Live Audio Capture & Frame Decoding

View as MarkdownOpen in Claude

MeetStream streams real-time meeting audio to your application over a WebSocket connection. Audio arrives as speaker-tagged binary frames from Google Meet, Zoom, and Microsoft Teams — all using the same wire format.


Overview

When you create a bot with the live_audio_required configuration, Meetstream opens a WebSocket connection from the bot to your server and continuously streams binary audio frames for the duration of the meeting.

Enabling Live Audio

Include live_audio_required in your Create Bot API request:

1{
2 "meeting_url": "https://meet.google.com/abc-defg-hij",
3 "live_audio_required": {
4 "websocket_url": "wss://your-server.com/audio"
5 }
6}

The websocket_url is a WebSocket endpoint you host. Meetstream connects to it as a client.


Connection Lifecycle

1. Bot connects to your WebSocket endpoint

The bot initiates the connection when it joins the meeting.

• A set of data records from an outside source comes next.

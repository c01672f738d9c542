//! Live subscription supervisor.
//!
//! Keeps exactly one event stream open per conversation. When the stream
//! errors or closes it is dropped, and a new one is opened after a fixed delay
//! that never grows. Everything is reported to the owner over a channel.

use std::sync::Arc;
use std::time::Duration;

use futures_util::StreamExt;
use tokio::sync::mpsc;
use tokio::task::JoinHandle;
use tokio_util::sync::CancellationToken;
use tracing::{debug, info, warn};
use valezap_types::{ConversationKey, Message};

use crate::transport::ChatTransport;

#[derive(Debug, Clone, PartialEq)]
pub enum StreamSignal {
    Opened,
    Message(Message),
    /// The stream failed or could not be opened; a retry is scheduled.
    Lost(String),
}

/// Handle to a running supervisor. Dropping it closes the stream.
#[derive(Debug)]
pub struct LiveSubscription {
    cancel: CancellationToken,
    task: Option<JoinHandle<()>>,
}

impl LiveSubscription {
    pub fn spawn(
        transport: Arc<dyn ChatTransport>,
        conversation: ConversationKey,
        reconnect_delay: Duration,
        signals: mpsc::Sender<StreamSignal>,
    ) -> Self {
        let cancel = CancellationToken::new();
        let task = tokio::spawn(supervise(
            transport,
            conversation,
            reconnect_delay,
            signals,
            cancel.clone(),
        ));
        Self {
            cancel,
            task: Some(task),
        }
    }

    /// Stop the supervisor and wait for it to release the stream.
    pub async fn close(mut self) {
        self.cancel.cancel();
        if let Some(task) = self.task.take() {
            let _ = task.await;
        }
    }
}

impl Drop for LiveSubscription {
    fn drop(&mut self) {
        self.cancel.cancel();
    }
}

async fn supervise(
    transport: Arc<dyn ChatTransport>,
    conversation: ConversationKey,
    reconnect_delay: Duration,
    signals: mpsc::Sender<StreamSignal>,
    cancel: CancellationToken,
) {
    loop {
        let opened = tokio::select! {
            _ = cancel.cancelled() => return,
            opened = transport.open_stream(&conversation) => opened,
        };

        let reason = match opened {
            Ok(mut stream) => {
                info!("live stream opened for {conversation}");
                if signals.send(StreamSignal::Opened).await.is_err() {
                    return;
                }
                loop {
                    let item = tokio::select! {
                        _ = cancel.cancelled() => return,
                        item = stream.next() => item,
                    };
                    match item {
                        Some(Ok(message)) => {
                            if signals.send(StreamSignal::Message(message)).await.is_err() {
                                return;
                            }
                        }
                        Some(Err(e)) => break e.to_string(),
                        None => break "event stream ended".to_string(),
                    }
                }
                // `stream` is dropped here, before the retry below.
            }
            Err(e) => e.to_string(),
        };

        warn!(
            "live stream for {conversation} lost: {reason}; retrying in {}ms",
            reconnect_delay.as_millis()
        );
        if signals.send(StreamSignal::Lost(reason)).await.is_err() {
            return;
        }

        tokio::select! {
            _ = cancel.cancelled() => return,
            _ = tokio::time::sleep(reconnect_delay) => {}
        }
        debug!("reopening live stream for {conversation}");
    }
}

#[cfg(test)]
mod tests {
    use super::*;
    use crate::error::SyncError;
    use crate::transport::{MessageStream, SendOutcome};
    use async_trait::async_trait;
    use std::collections::VecDeque;
    use std::sync::atomic::{AtomicUsize, Ordering};
    use std::sync::Mutex;
    use valezap_types::Origin;

    type Script = Result<Vec<Result<Message, SyncError>>, SyncError>;

    /// Each `open_stream` pops the next script; an exhausted script pends.
    struct ScriptedTransport {
        scripts: Mutex<VecDeque<Script>>,
        opens: AtomicUsize,
    }

    #[async_trait]
    impl ChatTransport for ScriptedTransport {
        async fn fetch_history(&self, _: &ConversationKey) -> Result<Vec<Message>, SyncError> {
            Ok(Vec::new())
        }

        async fn send(&self, _: &ConversationKey, _: &str) -> Result<SendOutcome, SyncError> {
            Ok(SendOutcome::default())
        }

        async fn open_stream(&self, _: &ConversationKey) -> Result<MessageStream, SyncError> {
            self.opens.fetch_add(1, Ordering::SeqCst);
            let next = self.scripts.lock().unwrap().pop_front();
            let stream: MessageStream = match next {
                Some(Ok(items)) => Box::pin(futures_util::stream::iter(items)),
                Some(Err(e)) => return Err(e),
                None => Box::pin(futures_util::stream::pending::<Result<Message, SyncError>>()),
            };
            Ok(stream)
        }
    }

    fn conv() -> ConversationKey {
        ConversationKey::new("s1", "p1")
    }

    fn msg(id: &str) -> Message {
        Message::confirmed(id, conv(), "hi", Origin::Assistant)
    }

    #[tokio::test]
    async fn reconnects_after_failures_with_fixed_delay() {
        let transport = Arc::new(ScriptedTransport {
            scripts: Mutex::new(VecDeque::from(vec![
                Err(SyncError::Stream("refused".into())),
                Ok(vec![Ok(msg("m1")), Err(SyncError::Stream("reset".into()))]),
            ])),
            opens: AtomicUsize::new(0),
        });
        let (tx, mut rx) = mpsc::channel(16);
        let sub = LiveSubscription::spawn(
            transport.clone(),
            conv(),
            Duration::from_millis(10),
            tx,
        );

        let mut seen = Vec::new();
        while seen.len() < 5 {
            seen.push(rx.recv().await.unwrap());
        }
        assert!(matches!(seen[0], StreamSignal::Lost(_)));
        assert_eq!(seen[1], StreamSignal::Opened);
        assert_eq!(seen[2], StreamSignal::Message(msg("m1")));
        assert!(matches!(seen[3], StreamSignal::Lost(_)));
        assert_eq!(seen[4], StreamSignal::Opened);
        assert_eq!(transport.opens.load(Ordering::SeqCst), 3);

        sub.close().await;
    }

    #[tokio::test]
    async fn close_stops_reopening() {
        let transport = Arc::new(ScriptedTransport {
            scripts: Mutex::new(VecDeque::new()),
            opens: AtomicUsize::new(0),
        });
        let (tx, mut rx) = mpsc::channel(4);
        let sub = LiveSubscription::spawn(transport.clone(), conv(), Duration::from_millis(5), tx);
        assert_eq!(rx.recv().await, Some(StreamSignal::Opened));

        sub.close().await;
        assert_eq!(rx.recv().await, None);
        assert_eq!(transport.opens.load(Ordering::SeqCst), 1);
    }
}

2. Bot sends a JSON text handshake

The first message is always a JSON text frame:

1{
2 "type": "ready",
3 "bot_id": "bot_abc123",
4 "message": "Ready to receive messages"
5}

3. Binary audio frames stream continuously

Every subsequent message is a binary WebSocket frame containing PCM audio with embedded speaker metadata. Frames arrive continuously for the duration of the meeting.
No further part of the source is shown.